## WHAT THE EXERCISE ASKS
Write down exactly the lines of the records below, beginning with the first and ending with the line that includes "fn find_match(&self, id: u32)".

## THE RECORDS
mod feed;
pub mod memory;
#[cfg(feature = "mongo-store")]
pub mod mongodb;

pub use feed::ChangeFeed;

use crate::dao::models::{
    ChangeEvent, DrawEntity, EventFilter, MatchEntity, MatchPatch, PredictionEntity,
};
use crate::dao::storage::StorageResult;
use futures::future::BoxFuture;
use futures::stream::BoxStream;

/// Abstraction over the persisted matches, predictions and gift-exchange draw.
///
/// Every successful write emits a [`ChangeEvent`] to subscribers, including the
/// subscriber that issued the write.
pub trait FixtureStore: Send + Sync {
    /// All matches ordered by ascending id.
    fn list_matches(&self) -> BoxFuture<'static, StorageResult<Vec<MatchEntity>>>;
    fn find_match(&self, id: u32) -> BoxFuture<'static, StorageResult<Option<MatchEntity>>>;
    /// Insert a match unless one with the same id already exists.
    fn seed_match(&self, entity: MatchEntity) -> BoxFuture<'static, StorageResult<bool>>;
    /// Partial update by primary key; `None` when the id is unknown.
    fn update_match(
        &self,
        id: u32,
        patch: MatchPatch,
    ) -> BoxFuture<'static, StorageResult<Option<MatchEntity>>>;
    fn list_predictions(&self) -> BoxFuture<'static, StorageResult<Vec<PredictionEntity>>>;
    /// Insert-or-replace keyed by `(participant_id, match_id)`.
    fn upsert_prediction(
        &self,
        prediction: PredictionEntity,
    ) -> BoxFuture<'static, StorageResult<()>>;
    fn current_draw(&self) -> BoxFuture<'static, StorageResult<Option<DrawEntity>>>;
    /// Atomically replace the whole pairing set.
    fn replace_draw(&self, draw: DrawEntity) -> BoxFuture<'static, StorageResult<()>>;
    /// Delete every pairing.
    fn clear_draw(&self) -> BoxFuture<'static, StorageResult<()>>;
    fn subscribe(&self, filter: EventFilter) -> StorageResult<BoxStream<'static, ChangeEvent>>;
    fn health_check(&self) -> BoxFuture<'static, StorageResult<()>>;
    fn try_reconnect(&self) -> BoxFuture<'static, StorageResult<()>>;
}
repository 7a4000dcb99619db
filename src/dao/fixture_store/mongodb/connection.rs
use std::time::Duration;

use mongodb::{Client, Database, bson::doc, options::ClientOptions};
use tokio::time::sleep;

use super::error::{MongoDaoError, MongoResult};

struct RetryPolicy;

impl RetryPolicy {
    const MAX_ATTEMPTS: u32 = 10;
    const INITIAL_DELAY_MS: u64 = 250;

    fn initial_delay() -> Duration {
        Duration::from_millis(Self::INITIAL_DELAY_MS)
    }

    fn next_delay(current: Duration) -> Duration {
        (current * 2).min(Duration::from_secs(5))
    }
}

/// Build a client and wait until the server answers a ping.
pub async fn establish_connection(
    options: &ClientOptions,
    database_name: &str,
) -> MongoResult<(Client, Database)> {
    let client = Client::with_options(options.clone())
        .map_err(|source| MongoDaoError::ClientConstruction { source })?;
    let database = client.database(database_name);

    let mut attempts = 0;
    let mut delay = RetryPolicy::initial_delay();

    loop {
        match database.run_command(doc! { "ping": 1 }).await {
            Ok(_) => break,
            Err(err) => {
                attempts += 1;
                if attempts >= RetryPolicy::MAX_ATTEMPTS {
                    return Err(MongoDaoError::InitialPing {
                        attempts,
                        source: err,
                    });
                }
                sleep(delay).await;
                delay = RetryPolicy::next_delay(delay);
            }
        }
    }

    Ok((client, database))
}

## WRITTEN ANSWER
mod feed;
pub mod memory;
#[cfg(feature = "mongo-store")]
pub mod mongodb;

pub use feed::ChangeFeed;

use crate::dao::models::{
    ChangeEvent, DrawEntity, EventFilter, MatchEntity, MatchPatch, PredictionEntity,
};
use crate::dao::storage::StorageResult;
use futures::future::BoxFuture;
use futures::stream::BoxStream;

/// Abstraction over the persisted matches, predictions and gift-exchange draw.
///
/// Every successful write emits a [`ChangeEvent`] to subscribers, including the
/// subscriber that issued the write.
pub trait FixtureStore: Send + Sync {
    /// All matches ordered by ascending id.
    fn list_matches(&self) -> BoxFuture<'static, StorageResult<Vec<MatchEntity>>>;
    fn find_match(&self, id: u32) -> BoxFuture<'static, StorageResult<Option<MatchEntity>>>;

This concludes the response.